El contraste es demasiada ternura
Con el transcurrir de los calendarios, ingresé a la universidad, abriéndose un abanico de mujeres que hacían confluir la gracia y los hábitos por la cultura. Fue entonces que apareció una menuda belleza. Compartíamos clases de Literatura en la Facultad de Letras de San Marcos. Era demasiado tierna y guapa para ser cierto. Una mezcla armoniosa de estudiante de literatura, arquetípicamente hablando, y generosa chica-de-su-casa. Llevaba una mirada triste que era arreglada inmediatamente por una sonrisa magnífica. Una sonrisa inolvidable de aquellas que se dibujan en los alrededores del bosque de Letras en la universidad cuando dicen que se suspendieron las clases. Parecía que siempre por sus ojos habían cruzado lágrimas toda la noche anterior, y que lo sabía disimular. Nunca supe lo profundo de sus problemas o la verdad de sus ojos, sin embargo, andaba siempre con el cuadernito bajo el brazo como alumna aplicada (y lo era) con innumerables apuntes literarios y una ropa clara que parecía de enfermera. En un paseíto a no sé dónde, parte de un curso de Historia del primer año, la tomé del brazo e hice explícitas mis intenciones, pero solo con el lenguaje de las miradas, sin alguna palabra que suela engañar. El resto fue escribirle de incógnito en la carpeta del aula y esperar el día preciso, para darme cuenta luego que algunas conjunciones en las aulas no son eternas y que poetizar a veces no es tan efectivo como actuar.

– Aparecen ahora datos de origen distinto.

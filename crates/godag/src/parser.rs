// OBO 1.2 parser for Gene Ontology documents

use crate::error::{GoError, Result};
use crate::models::{GoTerm, Namespace, OboHeader, RelationshipType};
use tracing::{debug, info};

/// Header plus every `[Term]` stanza, in document order
#[derive(Debug, Clone, Default)]
pub struct OboDocument {
    pub header: OboHeader,
    pub terms: Vec<GoTerm>,
}

pub struct OboParser;

impl OboParser {
    /// Parse raw bytes; the document must be UTF-8
    pub fn parse_bytes(bytes: &[u8]) -> Result<OboDocument> {
        let content = std::str::from_utf8(bytes)
            .map_err(|e| GoError::parse(format!("OBO document is not valid UTF-8: {}", e)))?;
        Self::parse(content)
    }

    /// Parse OBO format text.
    ///
    /// `[Typedef]` and `[Instance]` stanzas are skipped. A `[Term]` stanza
    /// without `id` or `name` fails the whole parse.
    pub fn parse(content: &str) -> Result<OboDocument> {
        let lines: Vec<&str> = content.lines().collect();
        let mut i = 0;

        let header = Self::parse_header(&lines, &mut i);
        info!(
            format_version = header.format_version.as_deref().unwrap_or("unknown"),
            data_version = header.data_version.as_deref().unwrap_or("unknown"),
            "Parsing OBO document"
        );

        let mut terms = Vec::new();
        let mut skipped_stanzas = 0usize;

        while i < lines.len() {
            let line = lines[i].trim();

            if line == "[Term]" {
                terms.push(Self::parse_term_stanza(&lines, &mut i)?);
            } else if line.starts_with('[') {
                debug!(stanza = line, line = i + 1, "Skipping non-term stanza");
                skipped_stanzas += 1;
                Self::skip_stanza(&lines, &mut i);
            } else {
                i += 1;
            }
        }

        info!(terms = terms.len(), skipped_stanzas, "Parsed OBO document");

        Ok(OboDocument { header, terms })
    }

    /// Read tag-value pairs up to the first stanza
    fn parse_header(lines: &[&str], i: &mut usize) -> OboHeader {
        let mut header = OboHeader::default();

        while *i < lines.len() {
            let line = lines[*i].trim();
            if line.starts_with('[') {
                break;
            }

            if let Some((key, value)) = line.split_once(':') {
                match key.trim() {
                    "format-version" => header.format_version = Some(value.trim().to_string()),
                    "data-version" => header.data_version = Some(value.trim().to_string()),
                    _ => {},
                }
            }

            *i += 1;
        }

        header
    }

    fn skip_stanza(lines: &[&str], i: &mut usize) {
        *i += 1;
        while *i < lines.len() && !lines[*i].trim().starts_with('[') {
            *i += 1;
        }
    }

    /// Parse a single [Term] stanza
    fn parse_term_stanza(lines: &[&str], i: &mut usize) -> Result<GoTerm> {
        let stanza_line = *i + 1;
        *i += 1; // Skip [Term] line

        let mut go_id: Option<String> = None;
        let mut name: Option<String> = None;
        let mut namespace: Option<Namespace> = None;
        let mut is_obsolete = false;
        let mut alt_ids = Vec::new();
        let mut is_a = Vec::new();
        let mut relationships = Vec::new();

        while *i < lines.len() {
            let line = lines[*i].trim();

            // End of stanza
            if line.is_empty() || line.starts_with('[') {
                break;
            }

            if let Some((key, value)) = line.split_once(':') {
                let value = value.trim();

                match key.trim() {
                    "id" => go_id = Some(value.to_string()),
                    "name" => name = Some(value.to_string()),
                    "namespace" => match value.parse() {
                        Ok(ns) => namespace = Some(ns),
                        Err(e) => debug!(line = *i + 1, "{}", e),
                    },
                    "is_obsolete" => is_obsolete = value == "true",
                    "alt_id" => alt_ids.push(value.to_string()),
                    "is_a" => {
                        // "GO:0008150 ! biological_process"
                        if let Some(parent_id) = value.split_whitespace().next() {
                            is_a.push(parent_id.to_string());
                        }
                    },
                    "relationship" => {
                        // "part_of GO:0008150 ! biological_process"
                        let mut parts = value.split_whitespace();
                        let (Some(rel), Some(target)) = (parts.next(), parts.next()) else {
                            *i += 1;
                            continue;
                        };
                        match rel.parse::<RelationshipType>() {
                            Ok(rel_type) => relationships.push((rel_type, target.to_string())),
                            Err(e) => debug!(line = *i + 1, "{}", e),
                        }
                    },
                    _ => {},
                }
            }

            *i += 1;
        }

        let go_id = go_id.ok_or_else(|| {
            GoError::parse(format!("[Term] stanza at line {} has no id", stanza_line))
        })?;

        let name = name.ok_or_else(|| {
            GoError::parse(format!("[Term] {} (line {}) has no name", go_id, stanza_line))
        })?;

        Ok(GoTerm {
            go_id,
            name,
            namespace,
            is_obsolete,
            alt_ids,
            is_a,
            relationships,
        })
    }
}

// ============================================================================
// Tests
// ============================================================================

El vuelo de la mujer espigada
Parecía volar. Ya la había visto en los recovecos de la academia previa a San Marcos, pero verla entrar (o deslizarse) por vez primera, sola y etérea, a la Facultad de Letras fue toda una revelación en aquellos tiempos. Su nombre resonaba ya bastante por las aulas y el Patio de Letras cuando recién llevaba días estudiando Arte. Cuando la vi, veía algo parecido a una semidiosa y su pasar dejaba boquiabiertos a estudiantes y profesores. Era alta, espigada, de piernas delgadas y firmes, y su rostro (con ojos exóticamente claros y el mascar de chicle incluido) era un anuncio de que el cielo existía en el recinto académico. Su padre, un viejo izquierdista y amante de Silvio Rodríguez le impregnó a su hija una sensibilidad hacia las artes y una curiosidad inefable, lo que le hizo hablarme por primera vez en la cola del teatro para finalmente no entrar frente a tan agudo y pertinente compartir. El Tío Vania de Chejov en el Museo de la Nación podía esperar para otro día. Por aquel entonces decidí no contarle a nadie quién era mi nueva amiga; y, luego, correrían las apuestas para ver quién era el osado que le hablase a la susodicha, la cual paraba sola escribiendo o leyendo en la Facultad, en los intermedios entre clase y clase. Recuerdo, como si fuera ayer, decir “yo le hablo” frente al estupor de tutilimundi y acercarme a ella con un andar acompasado y nervioso (curioso porque ya le había hablado e incluso hasta lanzado mis sarcásticas bromas clásicas de humor negro) y cómo estiró su cuello como un cisne para reconocerme a un metro de ella, lanzándome una sonrisa perfecta. De allí en más, ser el centro y la comidilla de esos ambientes estudiantiles por frecuentarla, pero queda en la memoria la belleza de las conversaciones esgrimidas, cuando ambos nos confesábamos sueños y expectativas, cuando compartíamos los supuestos nombres de nuestros futuros hijos, cuando hablábamos de Sabina o Silvio con libros de Borges y Cortázar; pero sobre todo cuando me invitó a su casa en Barranco, llena de bohemia y culto por la poesía, donde se me abrió todo un universo a través de ella en un dormitorio y una cama cuya fragancia nunca olvidaré. Sin embargo, ella también me enseñó (y yo que no quería aprender) que algunos momentos son mejores cuando son efímeros, porque con ello se puede guardar la esencia.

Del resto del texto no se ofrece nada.